U.K. politicians pretend they don’t know what motivates people to leave the U.K. to become psycho killers or the slaves of psycho killers. They walk on eggshells for fear of causing offense.

Well, on Monday, the British prime minister finally did what no other politician has the guts to do. Instead of being politically correct he was just, simply, correct.

Unveiling the Government’s new counter-extremism strategy, David Cameron declared war on Muslim “non-violent extremists who radicalise young people” and “overpower mainstream voices.”

Welcome words indeed. The trouble is, the reason British MPs are scared to speak out is that in British Muslim society “non-violent extremists who radicalise young people” are part of the mainstream.

Forget mad British mullahs like Anjem Choudary. Their upside-down opinions are outside Muslim society and sanity. Rather, consider a piece of work like Ajmal Masroor, a popular publicity-grabbing imam who regularly crawls out of his moral cesspit to appear on cosy BBC sofas posing as the voice of progressive Islam.

Last August, London’s Palmers Green mosque, a “moderate” institution whose congregants do interfaith work with the local Jewish community, rolled out the red carpet to Masroor, who spent 30 minutes educating his hushed audience about “abusers” in the U.K. “Jewish lobby,” the “Jewish supremacist ideology” that “holds our government hostage,” and how Obama has been “bought” by “Zionists.” His filthy tirade, which can be heard here, ends with an impassioned plea to “Keep struggling” or you “won’t enter paradise.”

Masroor’s hands are not bloodstained, but his mouth surely is.

Now consider the public statements of mainstream community organizations that have ill-served British Muslims for decades.

The Muslim Council of Britain’s (MCB) infamous official response the July 7, 2005, London bombings still chills the bones 10 years on. “We do naturally feel deeply for the sufferings… yet we also remind ourselves of the verse of the Qur’an, ‘O you who believe!
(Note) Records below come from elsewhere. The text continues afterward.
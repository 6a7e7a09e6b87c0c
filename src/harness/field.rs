//! Metric fields and their output anchors

use serde::{Deserialize, Serialize};
use std::fmt;

/// Label of a `=====[ Label ]=====` block printed by the compiler
#[derive(Debug, Clone, Copy, PartialEq, Eq, Hash)]
pub struct Anchor(pub &'static str);

impl Anchor {
    pub fn label(self) -> &'static str {
        self.0
    }
}

/// Block carrying the decision count of the CNF back end
pub const CNF_DECISIONS: Anchor = Anchor("Total CNF decisions");

/// Kind of metric recorded per benchmark and mode
#[derive(Debug, Clone, Copy, PartialEq, Eq, PartialOrd, Ord, Hash, Serialize, Deserialize)]
#[serde(rename_all = "lowercase")]
pub enum Field {
    Time,
    Size,
    Calls,
    Flips,
    Params,
    Distinct,
}

impl Field {
    pub const ALL: [Field; 6] = [
        Field::Time,
        Field::Size,
        Field::Calls,
        Field::Flips,
        Field::Params,
        Field::Distinct,
    ];

    /// Fields produced together by a single counting invocation
    pub const JOINT: [Field; 5] = [
        Field::Size,
        Field::Calls,
        Field::Flips,
        Field::Params,
        Field::Distinct,
    ];

    /// Output anchor, `None` for time which the harness measures itself
    pub fn anchor(self) -> Option<Anchor> {
        match self {
            Field::Time => None,
            Field::Size => Some(Anchor("Final compiled BDD size")),
            Field::Calls => Some(Anchor("Number of recursive calls")),
            Field::Flips => Some(Anchor("Number of flips")),
            Field::Params => Some(Anchor("Number of Parameters")),
            Field::Distinct => Some(Anchor("Number of Distinct Parameters")),
        }
    }

    /// Compiler flag that makes it print this field
    pub fn selection_flag(self) -> &'static str {
        match self {
            Field::Time => "-show-time",
            Field::Size => "-show-size",
            Field::Calls => "-num-recursive-calls",
            Field::Flips => "-show-flip-count",
            Field::Params | Field::Distinct => "-show-params",
        }
    }

    pub fn is_joint(self) -> bool {
        self != Field::Time
    }

    pub fn name(self) -> &'static str {
        match self {
            Field::Time => "time",
            Field::Size => "size",
            Field::Calls => "calls",
            Field::Flips => "flips",
            Field::Params => "params",
            Field::Distinct => "distinct",
        }
    }
}

impl fmt::Display for Field {
    fn fmt(&self, f: &mut fmt::Formatter<'_>) -> fmt::Result {
        f.write_str(self.name())
    }
}

/// Arguments for a counting invocation covering `fields`
///
/// Only joint fields contribute; `-no-compile` is added when neither size
/// nor recursive calls are wanted, since the remaining counts do not need a
/// compiled artifact.
pub fn joint_flags(fields: &[Field]) -> Vec<&'static str> {
    let mut flags = vec!["-skip-table"];
    let wants = |f: Field| fields.contains(&f);

    for field in Field::JOINT {
        let flag = field.selection_flag();
        if wants(field) && !flags.contains(&flag) {
            flags.push(flag);
        }
    }
    if !wants(Field::Size) && !wants(Field::Calls) {
        flags.push("-no-compile");
    }
    flags
}

/// Arguments for a timing invocation
pub fn time_flags() -> Vec<&'static str> {
    vec!["-skip-table", Field::Time.selection_flag()]
}

/// Arguments for a CNF decision-count invocation
pub fn cnf_flags() -> Vec<&'static str> {
    vec!["-cnf", "-show-cnf-decisions", "-fc-timeout", "5"]
}

#[cfg(test)]
mod tests {
    use super::*;

    #[test]
    fn test_time_has_no_anchor() {
        assert!(Field::Time.anchor().is_none());
        assert!(Field::JOINT.iter().all(|f| f.anchor().is_some()));
    }

    #[test]
    fn test_joint_flags_size_and_calls() {
        let flags = joint_flags(&[Field::Size, Field::Calls]);
        assert_eq!(flags, vec!["-skip-table", "-show-size", "-num-recursive-calls"]);
    }

    #[test]
    fn test_joint_flags_no_compile() {
        let flags = joint_flags(&[Field::Flips, Field::Params, Field::Distinct]);
        assert_eq!(
            flags,
            vec!["-skip-table", "-show-flip-count", "-show-params", "-no-compile"]
        );
    }

    #[test]
    fn test_joint_flags_ignores_time() {
        let flags = joint_flags(&[Field::Time, Field::Size]);
        assert_eq!(flags, vec!["-skip-table", "-show-size"]);
    }

    #[test]
    fn test_serde_lowercase() {
        assert_eq!(serde_json::to_string(&Field::Distinct).unwrap(), "\"distinct\"");
        let f: Field = serde_json::from_str("\"calls\"").unwrap();
        assert_eq!(f, Field::Calls);
    }
}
Be steadfast witnesses for Allah in equity’… We call on the international community to work towards just and lasting peace settlements… and help eliminate the grievances that seem to nurture a spiral of violence.” It should be stressed that this was more than a decade ago, and the MCB has come a long way since such comments and its boycott of Holocaust Memorial Day.

In other words, the 52 victims probably had it coming.

Today’s soundtrack is just as sinister. On Monday, in response to Cameron’s constructive call for a united front, Asghar Bukhari, the paranoid founder of the Muslim Public Affairs Committee, who last month accused Zionists of “creeping into my home and stealing my shoe,” said: “The vast majority of Muslim communities see David Cameron, his government and his policies as being at the forefront of alienating them, demonising them and pushing them into a corner.”

Why constructively engage when you can take knee-jerk offense?

Where are all these “mainstream” voices of reason being “overpowered” by radicals? Where are all the progressives determined to put paradise-seeking genies like Ajmal Masroor firmly back in their bottle?

You can count them on one hand, with fingers to spare.

A Muslim leader is yet to emerge to take the mantle of the late, great Zaki Badawi. Before his death in 2006, this brave enemy of extremism, who coined the helpful term “British Islam,” told the Guardian newspaper: “I want the government to help me train better imams. It’s cheaper than having to combat the effect of bad imams.”

Badawi was shocked at the number of Muslim leaders who couldn’t speak English being imported from Saudi Arabia. He firmly believed British Islam must be rooted in British values.

Nine years on, Badawi’s legacy lies in tatters. Today’s default Muslim position on ISIS could hardly be more passive: “We’re not responsible for the extremism of others so why must we apologize for it?” Every chance to declare all-out war on the malignant cancer in their midst is greeted with embarrassment, obfuscation, or obscene silence.

For all David Cameron’s big plans and wise words, only the revival of Badawi’s brand of progressive Islam will prevent growing numbers of young Muslims from willfully teetering on the edge of a moral precipice. Until then the loonies will have the loudest voices, coercing ever more British teenagers to swap suburbia for Syria.